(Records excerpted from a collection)
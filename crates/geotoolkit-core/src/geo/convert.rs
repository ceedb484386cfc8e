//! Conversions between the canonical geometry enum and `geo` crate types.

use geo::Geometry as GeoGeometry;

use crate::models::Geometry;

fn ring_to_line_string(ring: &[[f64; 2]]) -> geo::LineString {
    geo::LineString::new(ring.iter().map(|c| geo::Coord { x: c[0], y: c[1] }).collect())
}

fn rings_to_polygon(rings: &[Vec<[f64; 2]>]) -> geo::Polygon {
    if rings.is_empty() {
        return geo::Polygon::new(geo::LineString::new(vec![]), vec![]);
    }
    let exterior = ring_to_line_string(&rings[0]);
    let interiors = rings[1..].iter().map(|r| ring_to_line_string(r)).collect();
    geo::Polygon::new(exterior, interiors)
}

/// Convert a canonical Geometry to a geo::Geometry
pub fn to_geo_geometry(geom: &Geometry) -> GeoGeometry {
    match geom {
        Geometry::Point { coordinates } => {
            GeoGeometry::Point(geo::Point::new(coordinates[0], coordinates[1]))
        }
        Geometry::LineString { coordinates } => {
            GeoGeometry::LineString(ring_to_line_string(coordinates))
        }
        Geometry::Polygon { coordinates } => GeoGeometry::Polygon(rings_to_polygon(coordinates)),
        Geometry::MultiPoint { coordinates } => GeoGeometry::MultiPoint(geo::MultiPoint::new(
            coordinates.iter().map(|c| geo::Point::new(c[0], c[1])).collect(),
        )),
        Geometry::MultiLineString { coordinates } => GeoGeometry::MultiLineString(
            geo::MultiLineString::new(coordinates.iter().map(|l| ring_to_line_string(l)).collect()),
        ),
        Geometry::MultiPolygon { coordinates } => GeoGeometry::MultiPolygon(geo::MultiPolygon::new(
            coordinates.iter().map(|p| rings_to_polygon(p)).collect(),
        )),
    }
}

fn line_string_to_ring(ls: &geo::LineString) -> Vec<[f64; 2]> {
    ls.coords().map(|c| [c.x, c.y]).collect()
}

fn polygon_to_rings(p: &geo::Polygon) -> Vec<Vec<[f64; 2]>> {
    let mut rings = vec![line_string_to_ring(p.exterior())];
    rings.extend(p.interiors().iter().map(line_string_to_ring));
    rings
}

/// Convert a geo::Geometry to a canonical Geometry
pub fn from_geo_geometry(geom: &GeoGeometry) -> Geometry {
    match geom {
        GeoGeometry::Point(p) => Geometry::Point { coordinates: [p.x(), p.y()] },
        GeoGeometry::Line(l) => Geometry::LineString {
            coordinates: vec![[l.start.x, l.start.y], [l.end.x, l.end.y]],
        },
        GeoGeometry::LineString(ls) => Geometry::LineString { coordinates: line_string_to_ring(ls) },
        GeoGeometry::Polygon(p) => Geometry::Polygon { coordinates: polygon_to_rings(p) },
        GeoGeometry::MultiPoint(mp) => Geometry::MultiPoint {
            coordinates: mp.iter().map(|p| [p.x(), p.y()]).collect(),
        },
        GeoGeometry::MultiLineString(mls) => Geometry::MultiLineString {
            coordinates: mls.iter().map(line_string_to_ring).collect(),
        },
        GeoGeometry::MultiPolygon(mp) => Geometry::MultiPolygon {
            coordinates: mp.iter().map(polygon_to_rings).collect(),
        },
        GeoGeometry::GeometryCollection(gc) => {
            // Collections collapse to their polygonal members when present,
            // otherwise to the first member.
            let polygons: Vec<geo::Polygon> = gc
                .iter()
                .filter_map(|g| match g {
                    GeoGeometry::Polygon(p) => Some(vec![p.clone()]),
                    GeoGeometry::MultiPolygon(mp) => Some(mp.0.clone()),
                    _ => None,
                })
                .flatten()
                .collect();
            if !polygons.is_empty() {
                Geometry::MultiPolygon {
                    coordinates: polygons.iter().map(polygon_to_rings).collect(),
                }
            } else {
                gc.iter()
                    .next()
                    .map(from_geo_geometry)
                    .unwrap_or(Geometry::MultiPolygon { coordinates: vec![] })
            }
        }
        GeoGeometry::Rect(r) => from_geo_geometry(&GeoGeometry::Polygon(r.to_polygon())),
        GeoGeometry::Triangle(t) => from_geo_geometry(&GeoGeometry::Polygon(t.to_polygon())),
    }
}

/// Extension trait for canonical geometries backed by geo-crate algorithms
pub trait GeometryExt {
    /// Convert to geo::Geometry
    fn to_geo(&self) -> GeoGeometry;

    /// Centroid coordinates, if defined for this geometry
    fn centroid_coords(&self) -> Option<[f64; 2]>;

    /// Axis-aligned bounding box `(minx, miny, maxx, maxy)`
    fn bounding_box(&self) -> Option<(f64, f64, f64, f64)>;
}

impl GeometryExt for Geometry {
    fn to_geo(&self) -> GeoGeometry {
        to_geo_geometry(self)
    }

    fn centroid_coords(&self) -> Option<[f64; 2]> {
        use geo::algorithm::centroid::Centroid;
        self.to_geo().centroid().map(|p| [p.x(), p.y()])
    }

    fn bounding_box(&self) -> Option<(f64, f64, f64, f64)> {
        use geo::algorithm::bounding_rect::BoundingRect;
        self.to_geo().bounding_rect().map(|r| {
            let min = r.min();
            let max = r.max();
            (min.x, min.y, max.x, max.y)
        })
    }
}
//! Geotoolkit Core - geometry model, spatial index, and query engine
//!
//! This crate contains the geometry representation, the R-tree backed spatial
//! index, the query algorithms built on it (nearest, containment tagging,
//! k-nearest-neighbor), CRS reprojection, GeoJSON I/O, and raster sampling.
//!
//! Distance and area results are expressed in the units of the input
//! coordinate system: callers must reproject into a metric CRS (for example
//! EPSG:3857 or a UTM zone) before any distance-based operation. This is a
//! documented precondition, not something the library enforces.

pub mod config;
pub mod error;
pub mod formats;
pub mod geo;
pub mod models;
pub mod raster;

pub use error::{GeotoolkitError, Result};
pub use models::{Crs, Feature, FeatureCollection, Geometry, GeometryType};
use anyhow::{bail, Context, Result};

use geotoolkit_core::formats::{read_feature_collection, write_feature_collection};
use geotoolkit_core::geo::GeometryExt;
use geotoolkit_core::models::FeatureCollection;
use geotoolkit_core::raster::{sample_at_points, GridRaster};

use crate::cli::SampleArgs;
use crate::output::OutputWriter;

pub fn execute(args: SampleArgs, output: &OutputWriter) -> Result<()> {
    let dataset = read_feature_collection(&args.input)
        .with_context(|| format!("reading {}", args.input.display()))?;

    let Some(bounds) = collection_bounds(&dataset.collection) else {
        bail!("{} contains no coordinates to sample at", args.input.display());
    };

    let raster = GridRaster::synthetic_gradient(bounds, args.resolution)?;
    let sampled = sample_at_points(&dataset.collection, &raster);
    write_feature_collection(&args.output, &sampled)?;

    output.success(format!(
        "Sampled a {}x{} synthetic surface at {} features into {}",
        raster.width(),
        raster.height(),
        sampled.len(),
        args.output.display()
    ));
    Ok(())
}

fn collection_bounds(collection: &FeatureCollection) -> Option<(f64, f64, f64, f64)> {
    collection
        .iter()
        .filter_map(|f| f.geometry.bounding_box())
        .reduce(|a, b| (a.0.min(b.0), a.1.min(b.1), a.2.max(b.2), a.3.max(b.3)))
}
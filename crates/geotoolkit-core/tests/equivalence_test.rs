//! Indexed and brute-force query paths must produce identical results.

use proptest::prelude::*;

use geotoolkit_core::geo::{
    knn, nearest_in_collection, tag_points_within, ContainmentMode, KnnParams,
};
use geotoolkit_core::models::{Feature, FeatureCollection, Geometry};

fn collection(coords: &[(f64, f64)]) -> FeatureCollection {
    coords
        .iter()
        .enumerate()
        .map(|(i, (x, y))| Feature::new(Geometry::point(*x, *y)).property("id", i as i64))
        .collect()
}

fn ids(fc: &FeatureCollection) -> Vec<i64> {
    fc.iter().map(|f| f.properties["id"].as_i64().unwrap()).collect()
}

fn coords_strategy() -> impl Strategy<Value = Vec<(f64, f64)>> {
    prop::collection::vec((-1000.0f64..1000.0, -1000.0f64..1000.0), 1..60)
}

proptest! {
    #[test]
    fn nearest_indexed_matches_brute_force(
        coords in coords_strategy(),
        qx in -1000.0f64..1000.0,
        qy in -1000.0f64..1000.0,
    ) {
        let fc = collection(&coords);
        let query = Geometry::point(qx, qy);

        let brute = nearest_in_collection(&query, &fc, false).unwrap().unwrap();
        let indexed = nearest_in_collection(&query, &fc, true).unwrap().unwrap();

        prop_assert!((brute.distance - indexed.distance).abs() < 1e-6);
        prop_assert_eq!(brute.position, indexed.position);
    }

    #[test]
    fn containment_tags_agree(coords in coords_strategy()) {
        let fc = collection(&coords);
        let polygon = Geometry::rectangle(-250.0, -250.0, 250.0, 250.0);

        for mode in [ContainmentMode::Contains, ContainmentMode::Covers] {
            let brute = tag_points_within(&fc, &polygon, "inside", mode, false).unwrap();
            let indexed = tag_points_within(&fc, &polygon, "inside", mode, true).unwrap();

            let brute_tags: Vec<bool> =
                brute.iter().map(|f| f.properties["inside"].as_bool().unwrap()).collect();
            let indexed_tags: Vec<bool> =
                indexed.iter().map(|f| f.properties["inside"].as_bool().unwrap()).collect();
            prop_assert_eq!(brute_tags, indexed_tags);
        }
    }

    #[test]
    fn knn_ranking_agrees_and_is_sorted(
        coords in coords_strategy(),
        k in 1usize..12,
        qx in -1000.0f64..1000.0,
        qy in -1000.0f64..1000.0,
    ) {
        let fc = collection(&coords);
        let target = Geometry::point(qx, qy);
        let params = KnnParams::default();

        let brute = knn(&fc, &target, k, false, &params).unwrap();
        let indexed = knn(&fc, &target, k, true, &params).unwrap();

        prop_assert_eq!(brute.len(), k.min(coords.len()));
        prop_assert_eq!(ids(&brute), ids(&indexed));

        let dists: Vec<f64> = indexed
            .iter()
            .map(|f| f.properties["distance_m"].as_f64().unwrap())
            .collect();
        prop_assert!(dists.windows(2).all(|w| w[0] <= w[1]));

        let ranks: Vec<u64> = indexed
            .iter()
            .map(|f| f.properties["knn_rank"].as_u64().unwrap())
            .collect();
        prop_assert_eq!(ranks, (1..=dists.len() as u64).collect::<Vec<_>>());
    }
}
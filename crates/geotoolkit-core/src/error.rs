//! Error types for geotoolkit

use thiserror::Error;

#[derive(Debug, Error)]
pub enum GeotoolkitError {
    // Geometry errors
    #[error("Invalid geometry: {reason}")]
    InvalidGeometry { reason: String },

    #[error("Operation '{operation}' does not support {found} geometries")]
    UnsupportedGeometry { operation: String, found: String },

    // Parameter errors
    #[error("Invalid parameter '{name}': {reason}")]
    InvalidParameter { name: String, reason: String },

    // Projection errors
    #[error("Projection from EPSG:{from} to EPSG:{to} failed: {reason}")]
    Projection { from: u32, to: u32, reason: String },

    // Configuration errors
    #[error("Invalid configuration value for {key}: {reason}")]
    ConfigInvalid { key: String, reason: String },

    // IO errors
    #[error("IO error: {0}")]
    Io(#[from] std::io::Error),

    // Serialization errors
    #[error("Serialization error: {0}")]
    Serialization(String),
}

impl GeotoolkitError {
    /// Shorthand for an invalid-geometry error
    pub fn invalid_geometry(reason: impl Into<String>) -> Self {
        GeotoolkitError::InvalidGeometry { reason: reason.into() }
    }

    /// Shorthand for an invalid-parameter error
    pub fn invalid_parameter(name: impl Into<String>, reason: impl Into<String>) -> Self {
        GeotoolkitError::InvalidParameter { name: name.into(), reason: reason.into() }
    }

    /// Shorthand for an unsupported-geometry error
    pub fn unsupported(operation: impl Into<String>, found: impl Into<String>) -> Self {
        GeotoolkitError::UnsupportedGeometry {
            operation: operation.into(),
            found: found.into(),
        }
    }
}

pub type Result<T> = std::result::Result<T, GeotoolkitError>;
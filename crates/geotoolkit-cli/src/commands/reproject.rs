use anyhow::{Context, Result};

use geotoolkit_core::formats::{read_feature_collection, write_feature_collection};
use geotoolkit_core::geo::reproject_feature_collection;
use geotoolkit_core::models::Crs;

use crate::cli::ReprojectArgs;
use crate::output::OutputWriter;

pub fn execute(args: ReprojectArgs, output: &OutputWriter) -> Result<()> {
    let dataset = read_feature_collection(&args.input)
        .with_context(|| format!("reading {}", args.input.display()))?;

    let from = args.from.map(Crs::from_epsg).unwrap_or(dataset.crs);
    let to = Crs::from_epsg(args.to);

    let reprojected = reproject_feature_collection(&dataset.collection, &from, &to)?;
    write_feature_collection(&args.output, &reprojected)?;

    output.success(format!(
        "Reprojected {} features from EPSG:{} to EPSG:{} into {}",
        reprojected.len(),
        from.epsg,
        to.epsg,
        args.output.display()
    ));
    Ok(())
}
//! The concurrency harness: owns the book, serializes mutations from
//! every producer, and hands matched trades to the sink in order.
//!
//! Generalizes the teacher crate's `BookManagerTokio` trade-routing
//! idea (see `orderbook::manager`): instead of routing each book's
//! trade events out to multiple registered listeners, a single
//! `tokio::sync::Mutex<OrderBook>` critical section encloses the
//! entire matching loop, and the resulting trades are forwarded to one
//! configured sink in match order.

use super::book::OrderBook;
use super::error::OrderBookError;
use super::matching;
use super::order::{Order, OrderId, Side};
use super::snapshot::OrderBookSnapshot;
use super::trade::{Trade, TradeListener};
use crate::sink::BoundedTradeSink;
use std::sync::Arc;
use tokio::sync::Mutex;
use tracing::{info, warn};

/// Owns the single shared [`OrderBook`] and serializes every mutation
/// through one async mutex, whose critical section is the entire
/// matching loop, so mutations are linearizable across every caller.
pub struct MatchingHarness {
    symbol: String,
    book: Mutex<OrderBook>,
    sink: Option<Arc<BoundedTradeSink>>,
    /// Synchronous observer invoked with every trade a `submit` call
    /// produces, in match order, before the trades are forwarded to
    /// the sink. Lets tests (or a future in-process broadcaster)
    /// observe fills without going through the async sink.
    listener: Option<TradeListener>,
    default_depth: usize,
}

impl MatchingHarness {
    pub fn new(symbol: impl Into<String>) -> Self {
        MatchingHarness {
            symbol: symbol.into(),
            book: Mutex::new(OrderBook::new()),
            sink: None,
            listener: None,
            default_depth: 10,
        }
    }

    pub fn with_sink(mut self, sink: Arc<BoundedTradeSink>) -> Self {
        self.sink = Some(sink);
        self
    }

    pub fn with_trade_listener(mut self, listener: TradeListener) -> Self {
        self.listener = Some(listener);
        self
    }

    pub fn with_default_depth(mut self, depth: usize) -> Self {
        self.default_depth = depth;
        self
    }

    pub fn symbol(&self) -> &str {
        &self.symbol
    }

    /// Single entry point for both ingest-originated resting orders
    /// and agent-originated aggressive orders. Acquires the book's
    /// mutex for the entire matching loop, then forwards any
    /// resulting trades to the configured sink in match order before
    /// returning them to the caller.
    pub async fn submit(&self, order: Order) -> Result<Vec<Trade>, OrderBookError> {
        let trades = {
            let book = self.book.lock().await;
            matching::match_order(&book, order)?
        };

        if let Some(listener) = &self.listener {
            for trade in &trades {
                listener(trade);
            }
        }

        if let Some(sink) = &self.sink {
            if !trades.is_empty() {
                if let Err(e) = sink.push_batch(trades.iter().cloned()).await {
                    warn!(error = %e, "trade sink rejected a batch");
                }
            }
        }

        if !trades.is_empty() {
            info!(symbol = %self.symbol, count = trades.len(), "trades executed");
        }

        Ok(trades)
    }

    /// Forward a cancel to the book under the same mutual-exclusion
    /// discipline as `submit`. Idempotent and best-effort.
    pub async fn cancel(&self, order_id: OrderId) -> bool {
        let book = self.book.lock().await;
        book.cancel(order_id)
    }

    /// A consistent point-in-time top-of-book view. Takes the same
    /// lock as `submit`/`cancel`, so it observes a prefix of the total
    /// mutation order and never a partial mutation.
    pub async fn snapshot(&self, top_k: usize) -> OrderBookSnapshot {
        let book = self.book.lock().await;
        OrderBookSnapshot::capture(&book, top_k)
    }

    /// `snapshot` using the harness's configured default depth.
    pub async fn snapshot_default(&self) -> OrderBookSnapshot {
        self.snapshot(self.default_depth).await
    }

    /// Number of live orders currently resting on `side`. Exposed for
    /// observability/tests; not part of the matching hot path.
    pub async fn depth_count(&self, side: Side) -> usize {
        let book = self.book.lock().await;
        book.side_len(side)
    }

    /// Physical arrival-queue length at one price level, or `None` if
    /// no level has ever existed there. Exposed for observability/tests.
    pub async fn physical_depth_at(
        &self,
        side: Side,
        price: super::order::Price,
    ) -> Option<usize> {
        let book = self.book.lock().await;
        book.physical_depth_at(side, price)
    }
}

*ASSIGNMENT*. Reproduce exactly the entries above, limited to the lines from the one with "fn centroid_coords(&self) -> Option<[f64; 2]>;" through the one with "let Some(bounds) = collection_bounds(&dataset.collection)", both included.

*TASK RESPONSE*.
    fn centroid_coords(&self) -> Option<[f64; 2]>;

    /// Axis-aligned bounding box `(minx, miny, maxx, maxy)`
    fn bounding_box(&self) -> Option<(f64, f64, f64, f64)>;
}

impl GeometryExt for Geometry {
    fn to_geo(&self) -> GeoGeometry {
        to_geo_geometry(self)
    }

    fn centroid_coords(&self) -> Option<[f64; 2]> {
        use geo::algorithm::centroid::Centroid;
        self.to_geo().centroid().map(|p| [p.x(), p.y()])
    }

    fn bounding_box(&self) -> Option<(f64, f64, f64, f64)> {
        use geo::algorithm::bounding_rect::BoundingRect;
        self.to_geo().bounding_rect().map(|r| {
            let min = r.min();
            let max = r.max();
            (min.x, min.y, max.x, max.y)
        })
    }
}
//! Geotoolkit Core - geometry model, spatial index, and query engine
//!
//! This crate contains the geometry representation, the R-tree backed spatial
//! index, the query algorithms built on it (nearest, containment tagging,
//! k-nearest-neighbor), CRS reprojection, GeoJSON I/O, and raster sampling.
//!
//! Distance and area results are expressed in the units of the input
//! coordinate system: callers must reproject into a metric CRS (for example
//! EPSG:3857 or a UTM zone) before any distance-based operation. This is a
//! documented precondition, not something the library enforces.

pub mod config;
pub mod error;
pub mod formats;
pub mod geo;
pub mod models;
pub mod raster;

pub use error::{GeotoolkitError, Result};
pub use models::{Crs, Feature, FeatureCollection, Geometry, GeometryType};
use anyhow::{bail, Context, Result};

use geotoolkit_core::formats::{read_feature_collection, write_feature_collection};
use geotoolkit_core::geo::GeometryExt;
use geotoolkit_core::models::FeatureCollection;
use geotoolkit_core::raster::{sample_at_points, GridRaster};

use crate::cli::SampleArgs;
use crate::output::OutputWriter;

pub fn execute(args: SampleArgs, output: &OutputWriter) -> Result<()> {
    let dataset = read_feature_collection(&args.input)
        .with_context(|| format!("reading {}", args.input.display()))?;

    let Some(bounds) = collection_bounds(&dataset.collection) else {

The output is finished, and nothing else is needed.